A River Regulation Zone policy, on the lines of the existing Coastal Regulation Zone Notification, needs to be revived. Uttarakhand and Himachal Pradesh are both seismically active zones. With fast flowing and turbulent rivers, they are also States which have riverine natural infrastructure — which require inviolate spaces or “shock absorbers” — but which are not factored into planning. Buildings on river beds or flood plains have become easy casualties to floods.
Natural systems are stochastic and we are always exposed to the danger of natural disaster. In a manner then, we can never be fully prepared for freak events. This also leads us to the reality that planning for areas which are environmentally sensitive, stochastic, or prone to breakdown, has to be active. Re-examining the regulation, if not prohibition, of building activity and change in land use in such areas needs to be done immediately. The MoEF has to take the lead in reframing sensitive zone directives for all States under the EPA and EIA notification, considering more than just protected areas as cores. The term “sensitive” needs to be better defined, with inputs from the National Disaster Management Authority (NDMA) and Ministry of Earth Sciences. The NDMA has plotted a hazard map for India, considering the probability of seismic activity. Severe seismic activity zones, considering inviolate and permissible construction zones in biologically rich and active areas, along with answering the concerns raised by the EIA notification, can form the foundation for identifying sensitive zones and laying down due processes for them.
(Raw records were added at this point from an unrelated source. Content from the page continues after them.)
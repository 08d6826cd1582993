//! Club Hub Backend
//!
//! REST data access service for clubs, users and notifications stored in a
//! remote hierarchical tree, plus the local session slot.

mod api;
mod config;
mod db;
mod errors;
mod models;
mod session;
mod store;

use std::sync::Arc;

use axum::{
    routing::{delete, get, post, put},
    Router,
};
use tower_http::cors::{Any, CorsLayer};
use tower_http::trace::TraceLayer;
use tracing_subscriber::{layer::SubscriberExt, util::SubscriberInitExt, EnvFilter};

use config::Config;
use db::Repository;
use session::SessionStore;

/// Application state shared across all handlers.
#[derive(Clone)]
pub struct AppState {
    pub repo: Arc<Repository>,
    pub sessions: Arc<SessionStore>,
}

#[tokio::main]
async fn main() -> Result<(), Box<dyn std::error::Error>> {
    // Load configuration
    let config = Config::from_env();

    // Initialize logging
    let env_filter =
        EnvFilter::try_from_default_env().unwrap_or_else(|_| EnvFilter::new(&config.log_level));

    let registry = tracing_subscriber::registry().with(env_filter);
    if config.log_json {
        registry.with(tracing_subscriber::fmt::layer().json()).init();
    } else {
        registry.with(tracing_subscriber::fmt::layer()).init();
    }

    tracing::info!("Starting Club Hub Backend");
    tracing::info!("Session database path: {:?}", config.session_db_path);
    tracing::info!("Bind address: {}", config.bind_addr);

    if config.database_url.is_some() && config.database_auth.is_none() {
        tracing::warn!("No database auth token configured (CLUBHUB_DATABASE_AUTH)");
    }

    // Open the tree store and local session storage
    let store = db::open_store(&config)?;
    let repo = Arc::new(Repository::new(store));
    let sessions = Arc::new(SessionStore::open(&config.session_db_path).await?);

    let state = AppState { repo, sessions };

    // Build router
    let app = create_router(state);

    // Start server
    let listener = tokio::net::TcpListener::bind(&config.bind_addr).await?;
    tracing::info!("Server listening on {}", config.bind_addr);

    axum::serve(listener, app).await?;

    Ok(())
}

/// Create the application router with all routes.
pub fn create_router(state: AppState) -> Router {
    // CORS configuration
    let cors = CorsLayer::new()
        .allow_origin(Any)
        .allow_methods(Any)
        .allow_headers(Any);

    let api_routes = Router::new()
        // Clubs
        .route("/clubs", get(api::list_clubs).post(api::create_club))
        .route("/clubs/by-name/{name}", get(api::get_club_by_name))
        .route("/clubs/{id}", get(api::get_club).patch(api::update_club))
        .route("/clubs/{id}/join-requests", post(api::add_join_request))
        .route("/clubs/{id}/questions", post(api::add_question))
        // Users
        .route("/users", get(api::list_users).post(api::create_user))
        .route("/users/{email}", get(api::get_user))
        .route("/users/{email}/role", put(api::update_user_role))
        .route("/users/{email}/admin-clubs", get(api::list_admin_clubs))
        .route("/users/{email}/is-admin", get(api::get_admin_status))
        .route(
            "/users/{email}/notifications",
            get(api::list_user_notifications),
        )
        .route(
            "/users/{email}/notifications/unread-count",
            get(api::get_unread_count),
        )
        .route(
            "/users/{email}/notifications/read-all",
            post(api::mark_all_notifications_read),
        )
        // Notifications
        .route("/notifications", post(api::create_notification))
        .route("/notifications/{id}", delete(api::delete_notification))
        .route("/notifications/{id}/read", post(api::mark_notification_read))
        // Local session
        .route(
            "/session/current-user",
            get(api::get_current_user)
                .put(api::set_current_user)
                .delete(api::clear_current_user),
        );

    // Health check
    let health_routes = Router::new().route("/health", get(health_check));

    Router::new()
        .nest("/api", api_routes)
        .merge(health_routes)
        .layer(cors)
        .layer(TraceLayer::new_for_http())
        .with_state(state)
}

/// Health check endpoint.
async fn health_check() -> &'static str {
    "OK"
}

#[cfg(test)]
mod tests;
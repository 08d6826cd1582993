//! Remote tree store over its REST protocol.
//!
//! Every node of the tree is addressable as `{base}/{path}.json`. Reads are
//! `GET`, pushes are `POST` (the reply names the generated key), partial
//! updates are `PATCH`, conditional writes are `PUT` guarded by `if-match`,
//! and deletes are `DELETE`.

use std::time::Duration;

use async_trait::async_trait;
use reqwest::{header, Client, Method, RequestBuilder, Response, StatusCode};
use serde::Deserialize;
use serde_json::{Map, Value};

use super::{TreeStore, Versioned};
use crate::errors::AppError;

/// Header asking the tree to return the content tag with a read.
pub const ETAG_REQUEST_HEADER: &str = "X-Firebase-ETag";

/// Reply to a push.
#[derive(Debug, Deserialize)]
struct PushReply {
    name: String,
}

/// Remote tree client. Cheap to clone; the HTTP connection pool is shared.
#[derive(Debug, Clone)]
pub struct RestStore {
    client: Client,
    base_url: String,
    auth: Option<String>,
}

impl RestStore {
    pub fn new(base_url: &str, auth: Option<String>, timeout: Duration) -> Result<Self, AppError> {
        let client = Client::builder().timeout(timeout).build()?;
        Ok(Self {
            client,
            base_url: base_url.trim_end_matches('/').to_string(),
            auth,
        })
    }

    /// URL of the node at `path`.
    pub fn node_url(&self, path: &str) -> String {
        let path = path.trim_matches('/');
        if path.is_empty() {
            format!("{}/.json", self.base_url)
        } else {
            format!("{}/{}.json", self.base_url, path)
        }
    }

    fn request(&self, method: Method, path: &str) -> RequestBuilder {
        let builder = self.client.request(method, self.node_url(path));
        match &self.auth {
            Some(token) => builder.query(&[("auth", token.as_str())]),
            None => builder,
        }
    }
}

/// Turn a non-success reply into `AppError::Store`.
async fn check(method: &Method, path: &str, response: Response) -> Result<Response, AppError> {
    let status = response.status();
    if status.is_success() {
        return Ok(response);
    }
    let body = response.text().await.unwrap_or_default();
    tracing::error!(%method, path, %status, body = %body, "store request rejected");
    Err(AppError::Store(format!(
        "{} {} failed with {}: {}",
        method, path, status, body
    )))
}

fn etag_header(response: &Response) -> Result<String, AppError> {
    response
        .headers()
        .get(header::ETAG)
        .and_then(|v| v.to_str().ok())
        .map(|v| v.to_string())
        .ok_or_else(|| AppError::Store("Store reply is missing the ETag header".to_string()))
}

#[async_trait]
impl TreeStore for RestStore {
    async fn get(&self, path: &str) -> Result<Value, AppError> {
        tracing::debug!(path, "GET");
        let response = self.request(Method::GET, path).send().await?;
        let response = check(&Method::GET, path, response).await?;
        Ok(response.json::<Value>().await?)
    }

    async fn get_versioned(&self, path: &str) -> Result<Versioned, AppError> {
        tracing::debug!(path, "GET with etag");
        let response = self
            .request(Method::GET, path)
            .header(ETAG_REQUEST_HEADER, "true")
            .send()
            .await?;
        let response = check(&Method::GET, path, response).await?;
        let etag = etag_header(&response)?;
        let value = response.json::<Value>().await?;
        Ok(Versioned { value, etag })
    }

    async fn push(&self, path: &str, value: &Value) -> Result<String, AppError> {
        tracing::debug!(path, "POST");
        let response = self.request(Method::POST, path).json(value).send().await?;
        let response = check(&Method::POST, path, response).await?;
        let reply = response.json::<PushReply>().await?;
        Ok(reply.name)
    }

    async fn update(&self, path: &str, fields: &Map<String, Value>) -> Result<(), AppError> {
        if fields.is_empty() {
            return Ok(());
        }
        tracing::debug!(path, fields = fields.len(), "PATCH");
        let response = self
            .request(Method::PATCH, path)
            .json(fields)
            .send()
            .await?;
        check(&Method::PATCH, path, response).await?;
        Ok(())
    }

    async fn set_if_match(
        &self,
        path: &str,
        value: &Value,
        etag: &str,
    ) -> Result<bool, AppError> {
        tracing::debug!(path, etag, "PUT if-match");
        let response = self
            .request(Method::PUT, path)
            .header(header::IF_MATCH, etag)
            .json(value)
            .send()
            .await?;
        if response.status() == StatusCode::PRECONDITION_FAILED {
            return Ok(false);
        }
        check(&Method::PUT, path, response).await?;
        Ok(true)
    }

    async fn remove(&self, path: &str) -> Result<(), AppError> {
        tracing::debug!(path, "DELETE");
        let response = self.request(Method::DELETE, path).send().await?;
        check(&Method::DELETE, path, response).await?;
        Ok(())
    }
}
Issues like where can man-made infrastructure come up, which zones can be urbanisable, the height of buildings and where topography can be consciously changed in ESZs need to be addressed. For rivers and mountains, we need to consider the cumulative impact of mining, extraction, quarrying and channelization through levees. Past activity can set the tone for setting up sensitive zones.
A more evolved and harder ESZ regime is no longer a choice, but a necessity.